(Requirement)
Answer with the exact lines of the following material from the one containing "locktime, sighash type." through the one containing "let mut signing_tx = tx.clone();", both end lines included.
*** Opening of Recorded information ***
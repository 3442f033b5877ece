//! # Data Directory Tests
//!
//! Loads the shipped `data/` directory and checks that authored systems and
//! factions come through generation intact.
//!
//! Run with: cargo test -p galaxis --test data_files_test -- --nocapture

use std::path::PathBuf;

use galaxis::core::{Fixed, SystemPath};
use galaxis::factions::GovType;
use galaxis::procedural::BodyType;
use galaxis::Galaxy;

fn data_dir() -> PathBuf {
    PathBuf::from(env!("CARGO_MANIFEST_DIR")).join("../../data")
}

fn load() -> Galaxy {
    let (galaxy, report) = Galaxy::load(data_dir()).unwrap();
    assert_eq!(report.added, 3);
    assert!(report.skipped.is_empty(), "skipped: {:?}", report.skipped);
    assert!(report.warnings.is_empty(), "warnings: {:?}", report.warnings);
    galaxy
}

/// Test: The shipped files load without warnings.
#[test]
fn test_data_directory_loads() {
    let galaxy = load();
    assert_eq!(galaxy.universe().seed(), 0xabcd_1234);
    assert!((galaxy.universe().current_year() - 3200.0).abs() < f64::EPSILON);
    assert_eq!(galaxy.universe().customs().len(), 5);
    assert_eq!(galaxy.factions().index_of("Solar Federation"), Some(0));

    let haber = galaxy.factions().get(2).unwrap();
    // best-effort homeworld resolves to the first system
    assert_eq!(haber.homeworld, Some(SystemPath::new(-3, 2, 0, 0, 0)));
}

/// Test: Sol is the first system of its sector and belongs to the
/// Federation.
#[test]
fn test_sol_survey() {
    let galaxy = load();
    let survey = galaxy.survey(0, 0, 0).unwrap();
    let sol = &survey.entries[0];

    assert_eq!(sol.system.name, "Sol");
    assert!(!sol.system.unexplored);
    assert_eq!(sol.system.star_count(), 1);
    assert_eq!(sol.system.root_body().body_type, BodyType::StarG);
    assert_eq!(sol.faction, Some(0));
    assert_eq!(sol.population, Some(Fixed::from_int(17)));
    let authored = survey.sector.systems()[0].custom.as_ref().unwrap();
    assert_eq!(
        authored.short_description.as_deref(),
        Some("The historical heart of human space")
    );
    assert!(matches!(
        sol.government,
        GovType::EarthDemoc | GovType::EarthColonial
    ));

    // the home sector belongs to the Federation throughout
    assert!(survey.entries.iter().all(|entry| entry.faction == Some(0)));
}

/// Test: Authored multi-star systems keep their stars and owners.
#[test]
fn test_authored_multiples() {
    let galaxy = load();

    let centauri = galaxy.system(SystemPath::system(-1, 0, 0, 0)).unwrap();
    assert_eq!(centauri.name, "Alpha Centauri");
    let stars: Vec<_> = centauri.bodies.stars().map(|star| star.name.as_str()).collect();
    assert_eq!(stars, vec!["Alpha Centauri A", "Alpha Centauri B", "Alpha Centauri C"]);

    let gliese = galaxy.system(SystemPath::system(2, -1, 0, 0)).unwrap();
    assert_eq!(gliese.star_count(), 4);
    assert_eq!(gliese.bodies.gravpoints().count(), 3);

    let eridani = galaxy.survey(1, 0, -1).unwrap();
    let confederation = galaxy
        .factions()
        .index_of("Confederation of Independent Systems");
    assert_eq!(eridani.entries[0].system.name, "Epsilon Eridani");
    assert_eq!(eridani.entries[0].faction, confederation);
}
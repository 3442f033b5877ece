//! # Galactic Density Model
//!
//! How crowded a sector is, as an integer in `[0, 256]`.
//!
//! The galaxy is modelled as a flat disc in the X/Y plane. Density falls off
//! linearly with distance from the galactic core and with height above the
//! plane. Sol's sector is the origin; the core lies `SOL_CORE_DISTANCE`
//! sectors along +X.
//!
//! Everything here is integer arithmetic so the density, and therefore the
//! system count of every sector, is identical on every platform.

/// Disc radius in sectors (50,000 ly).
pub const GALAXY_RADIUS: i64 = 6250;

/// Distance from Sol's sector to the galactic core, in sectors (26,000 ly).
pub const SOL_CORE_DISTANCE: i64 = 3250;

/// Height above the plane at which density reaches zero, in sectors.
pub const DISC_HALF_THICKNESS: i64 = 250;

/// Full density.
pub const MAX_DENSITY: u32 = 256;

/// Radial density lost between the core and the rim.
const RADIAL_FALLOFF: i64 = 192;

/// Integer square root, rounded down.
#[must_use]
pub fn isqrt(n: u64) -> u64 {
    if n < 2 {
        return n;
    }
    // Newton iteration from an upper bound; monotonically decreasing
    let mut x = n;
    let mut y = x / 2 + x % 2;
    while y < x {
        x = y;
        y = (x + n / x) / 2;
    }
    x
}

/// Density of the sector at `(x, y, z)`, in `[0, 256]`.
///
/// # Example
///
/// ```rust
/// use galaxis_procedural::galaxy::{sector_density, MAX_DENSITY};
///
/// let sol = sector_density(0, 0, 0);
/// assert!(sol > 0 && sol <= MAX_DENSITY);
/// assert_eq!(sector_density(0, 0, 10_000), 0);
/// ```
#[must_use]
pub fn sector_density(x: i32, y: i32, z: i32) -> u32 {
    let dx = i64::from(x) - SOL_CORE_DISTANCE;
    let dy = i64::from(y);
    let r_squared = dx
        .unsigned_abs()
        .saturating_mul(dx.unsigned_abs())
        .saturating_add(dy.unsigned_abs().saturating_mul(dy.unsigned_abs()));
    #[allow(clippy::cast_possible_wrap)]
    let r = isqrt(r_squared) as i64;
    if r > GALAXY_RADIUS {
        return 0;
    }

    let radial = i64::from(MAX_DENSITY) - r * RADIAL_FALLOFF / GALAXY_RADIUS;
    let height = i64::from(z).abs();
    let vertical =
        (i64::from(MAX_DENSITY) - height * i64::from(MAX_DENSITY) / DISC_HALF_THICKNESS).max(0);

    #[allow(clippy::cast_possible_truncation, clippy::cast_sign_loss)]
    let density = ((radial * vertical) >> 8) as u32;
    density.min(MAX_DENSITY)
}
//! Signature hash preimages
//!
//! Legacy: the transaction with the signed input's script-sig replaced by the
//! script code and all others emptied, followed by the 4-byte sighash type.
//! Segwit v0 (BIP143): version, hashPrevouts, hashSequence, outpoint, script
//! code, amount, sequence, hashOutputs, locktime, sighash type.

use crate::codec::hash256;
use crate::serialization::{serialize_legacy, write_outpoint, write_output, write_script};
use crate::types::*;

/// Legacy preimage for input `input_index`
pub fn legacy_preimage(tx: &Transaction, input_index: usize, script_code: &[u8], sighash_type: u32) -> ByteString {
    let mut signing_tx = tx.clone();
    for (i, input) in signing_tx.inputs.iter_mut().enumerate() {
        input.script_sig = if i == input_index { script_code.to_vec() } else { Vec::new() };
    }

    let mut preimage = serialize_legacy(&signing_tx);
    preimage.extend_from_slice(&sighash_type.to_le_bytes());
    preimage
}

/// Segwit v0 preimage for input `input_index`
///
/// Returns None when the index is out of range.
pub fn segwit_preimage(
    tx: &Transaction,
    input_index: usize,
    script_code: &[u8],
    amount: u64,
    sighash_type: u32,
) -> Option<ByteString> {
    let input = tx.inputs.get(input_index)?;

    let mut prevouts = Vec::new();
    let mut sequences = Vec::new();
    for i in &tx.inputs {
        write_outpoint(&mut prevouts, i);
        sequences.extend_from_slice(&i.sequence.to_le_bytes());
    }
    let mut outputs = Vec::new();
    for o in &tx.outputs {
        write_output(&mut outputs, o);
    }

    let mut preimage = Vec::new();
    preimage.extend_from_slice(&tx.version.to_le_bytes());
    preimage.extend_from_slice(&hash256(&prevouts));
    preimage.extend_from_slice(&hash256(&sequences));
    write_outpoint(&mut preimage, input);
    write_script(&mut preimage, script_code);
    preimage.extend_from_slice(&amount.to_le_bytes());
    preimage.extend_from_slice(&input.sequence.to_le_bytes());
    preimage.extend_from_slice(&hash256(&outputs));
    preimage.extend_from_slice(&tx.lock_time.to_le_bytes());
    preimage.extend_from_slice(&sighash_type.to_le_bytes());
    Some(preimage)
}

/// hash256 of the legacy preimage
pub fn legacy_sighash(tx: &Transaction, input_index: usize, script_code: &[u8], sighash_type: u32) -> Hash {
    hash256(&legacy_preimage(tx, input_index, script_code, sighash_type))
}

/// hash256 of the segwit v0 preimage
pub fn segwit_sighash(
    tx: &Transaction,
    input_index: usize,
    script_code: &[u8],
    amount: u64,
    sighash_type: u32,
) -> Option<Hash> {
    segwit_preimage(tx, input_index, script_code, amount, sighash_type).map(|p| hash256(&p))
}

/// P2PKH-shaped script code for a 20-byte public key hash
pub fn p2pkh_script_code(pubkey_hash: &[u8]) -> ByteString {
    let mut script = vec![0x76, 0xa9, 0x14];
    script.extend_from_slice(pubkey_hash);
    script.extend_from_slice(&[0x88, 0xac]);
    script
}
*** Close of Recorded information ***
(Answer space)
//! code, amount, sequence, hashOutputs, locktime, sighash type.

use crate::codec::hash256;
use crate::serialization::{serialize_legacy, write_outpoint, write_output, write_script};
use crate::types::*;

/// Legacy preimage for input `input_index`
pub fn legacy_preimage(tx: &Transaction, input_index: usize, script_code: &[u8], sighash_type: u32) -> ByteString {
    let mut signing_tx = tx.clone();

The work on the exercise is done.